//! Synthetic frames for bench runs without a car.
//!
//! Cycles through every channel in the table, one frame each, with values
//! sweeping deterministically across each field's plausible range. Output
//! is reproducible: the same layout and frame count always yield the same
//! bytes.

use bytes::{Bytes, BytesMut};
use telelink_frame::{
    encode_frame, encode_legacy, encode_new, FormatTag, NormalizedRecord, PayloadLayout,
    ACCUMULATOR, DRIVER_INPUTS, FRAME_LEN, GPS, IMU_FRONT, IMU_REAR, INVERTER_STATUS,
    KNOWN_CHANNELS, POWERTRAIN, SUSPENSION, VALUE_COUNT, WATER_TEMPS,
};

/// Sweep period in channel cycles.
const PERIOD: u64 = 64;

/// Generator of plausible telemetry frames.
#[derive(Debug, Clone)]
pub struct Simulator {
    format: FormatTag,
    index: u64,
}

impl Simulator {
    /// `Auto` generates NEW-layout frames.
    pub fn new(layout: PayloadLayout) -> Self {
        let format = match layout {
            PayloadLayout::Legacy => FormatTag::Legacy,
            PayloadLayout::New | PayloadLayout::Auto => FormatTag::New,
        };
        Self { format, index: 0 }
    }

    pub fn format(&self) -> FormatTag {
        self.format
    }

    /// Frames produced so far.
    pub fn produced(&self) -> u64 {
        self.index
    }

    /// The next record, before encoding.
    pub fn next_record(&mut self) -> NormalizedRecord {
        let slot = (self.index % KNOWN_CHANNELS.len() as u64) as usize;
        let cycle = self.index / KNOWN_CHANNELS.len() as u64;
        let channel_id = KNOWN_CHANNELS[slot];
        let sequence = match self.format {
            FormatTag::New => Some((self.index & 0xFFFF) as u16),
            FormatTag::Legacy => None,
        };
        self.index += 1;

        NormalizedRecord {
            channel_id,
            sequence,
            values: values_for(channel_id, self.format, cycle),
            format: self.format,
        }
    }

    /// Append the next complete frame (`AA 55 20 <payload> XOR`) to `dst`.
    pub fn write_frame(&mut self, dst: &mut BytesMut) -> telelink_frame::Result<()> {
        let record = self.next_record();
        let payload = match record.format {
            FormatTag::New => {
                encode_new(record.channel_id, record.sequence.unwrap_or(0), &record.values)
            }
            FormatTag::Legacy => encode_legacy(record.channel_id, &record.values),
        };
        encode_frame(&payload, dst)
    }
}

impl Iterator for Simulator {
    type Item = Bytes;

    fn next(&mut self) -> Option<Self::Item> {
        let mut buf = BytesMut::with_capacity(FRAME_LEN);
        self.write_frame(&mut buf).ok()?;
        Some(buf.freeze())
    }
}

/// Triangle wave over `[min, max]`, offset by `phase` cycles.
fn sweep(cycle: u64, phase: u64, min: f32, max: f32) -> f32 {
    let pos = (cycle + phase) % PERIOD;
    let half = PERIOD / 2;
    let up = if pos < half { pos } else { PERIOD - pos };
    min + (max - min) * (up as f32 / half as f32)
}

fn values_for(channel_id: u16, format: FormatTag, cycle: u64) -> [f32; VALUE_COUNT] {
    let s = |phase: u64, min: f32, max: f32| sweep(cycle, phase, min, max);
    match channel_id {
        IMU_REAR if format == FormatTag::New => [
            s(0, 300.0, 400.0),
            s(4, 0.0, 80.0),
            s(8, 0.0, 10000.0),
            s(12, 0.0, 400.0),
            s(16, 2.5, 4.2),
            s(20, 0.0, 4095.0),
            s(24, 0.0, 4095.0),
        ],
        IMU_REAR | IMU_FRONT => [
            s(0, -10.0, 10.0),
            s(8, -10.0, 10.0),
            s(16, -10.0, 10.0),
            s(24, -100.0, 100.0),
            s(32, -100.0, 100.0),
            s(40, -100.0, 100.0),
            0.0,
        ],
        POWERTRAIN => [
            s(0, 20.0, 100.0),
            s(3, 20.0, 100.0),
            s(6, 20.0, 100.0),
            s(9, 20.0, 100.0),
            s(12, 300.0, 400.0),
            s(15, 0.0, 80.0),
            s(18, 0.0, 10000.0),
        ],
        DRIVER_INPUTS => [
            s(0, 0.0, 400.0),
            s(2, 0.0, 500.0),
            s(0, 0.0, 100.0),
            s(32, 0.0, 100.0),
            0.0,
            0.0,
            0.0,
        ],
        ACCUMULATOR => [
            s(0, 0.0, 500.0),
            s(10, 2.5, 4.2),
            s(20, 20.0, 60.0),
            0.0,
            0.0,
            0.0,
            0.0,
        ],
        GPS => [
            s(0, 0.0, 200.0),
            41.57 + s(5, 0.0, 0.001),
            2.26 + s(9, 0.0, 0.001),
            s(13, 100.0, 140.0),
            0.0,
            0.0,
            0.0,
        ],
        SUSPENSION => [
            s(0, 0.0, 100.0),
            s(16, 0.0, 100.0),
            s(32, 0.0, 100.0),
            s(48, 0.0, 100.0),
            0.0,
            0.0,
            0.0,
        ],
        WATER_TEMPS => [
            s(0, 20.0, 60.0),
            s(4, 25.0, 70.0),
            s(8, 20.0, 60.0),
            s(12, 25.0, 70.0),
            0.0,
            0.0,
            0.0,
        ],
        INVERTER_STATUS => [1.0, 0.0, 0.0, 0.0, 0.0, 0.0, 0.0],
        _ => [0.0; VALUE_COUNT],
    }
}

________________

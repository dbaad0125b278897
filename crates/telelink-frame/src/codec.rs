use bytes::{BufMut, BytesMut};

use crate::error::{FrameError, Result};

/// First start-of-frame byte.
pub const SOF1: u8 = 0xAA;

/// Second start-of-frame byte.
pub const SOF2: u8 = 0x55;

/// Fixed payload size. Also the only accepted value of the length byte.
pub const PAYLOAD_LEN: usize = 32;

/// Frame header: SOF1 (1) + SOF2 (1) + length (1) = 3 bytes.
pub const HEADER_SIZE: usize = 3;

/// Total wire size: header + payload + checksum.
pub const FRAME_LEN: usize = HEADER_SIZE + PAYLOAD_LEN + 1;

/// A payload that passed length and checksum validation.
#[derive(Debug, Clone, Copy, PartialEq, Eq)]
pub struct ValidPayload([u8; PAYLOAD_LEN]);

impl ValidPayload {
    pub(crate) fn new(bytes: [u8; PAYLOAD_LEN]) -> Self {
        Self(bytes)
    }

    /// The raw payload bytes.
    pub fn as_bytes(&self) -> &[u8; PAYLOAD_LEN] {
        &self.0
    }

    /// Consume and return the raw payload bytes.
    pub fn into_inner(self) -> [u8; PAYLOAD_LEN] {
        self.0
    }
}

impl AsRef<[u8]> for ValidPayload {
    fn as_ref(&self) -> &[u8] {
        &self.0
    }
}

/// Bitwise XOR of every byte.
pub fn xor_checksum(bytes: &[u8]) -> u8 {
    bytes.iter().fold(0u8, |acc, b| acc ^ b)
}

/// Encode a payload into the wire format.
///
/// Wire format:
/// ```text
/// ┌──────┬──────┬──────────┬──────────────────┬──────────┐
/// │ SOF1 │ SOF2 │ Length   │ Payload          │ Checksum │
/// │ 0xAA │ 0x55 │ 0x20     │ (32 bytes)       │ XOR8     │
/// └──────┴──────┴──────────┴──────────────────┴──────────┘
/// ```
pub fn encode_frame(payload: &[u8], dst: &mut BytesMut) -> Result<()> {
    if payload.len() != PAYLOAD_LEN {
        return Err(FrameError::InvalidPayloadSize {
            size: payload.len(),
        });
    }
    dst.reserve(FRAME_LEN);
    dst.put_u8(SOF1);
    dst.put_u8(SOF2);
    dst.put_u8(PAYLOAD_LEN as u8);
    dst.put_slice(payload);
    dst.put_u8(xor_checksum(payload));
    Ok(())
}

________________

■ **REQUIREMENT**: Within the material above, the line with "self.write_frame(&mut buf).ok()?;" opens the range and the line with "let half = PERIOD / 2;" closes it; reproduce that range word for word.

■ **OUTPUT FOR THIS TASK**:
        self.write_frame(&mut buf).ok()?;
        Some(buf.freeze())
    }
}

/// Triangle wave over `[min, max]`, offset by `phase` cycles.
fn sweep(cycle: u64, phase: u64, min: f32, max: f32) -> f32 {
    let pos = (cycle + phase) % PERIOD;
    let half = PERIOD / 2;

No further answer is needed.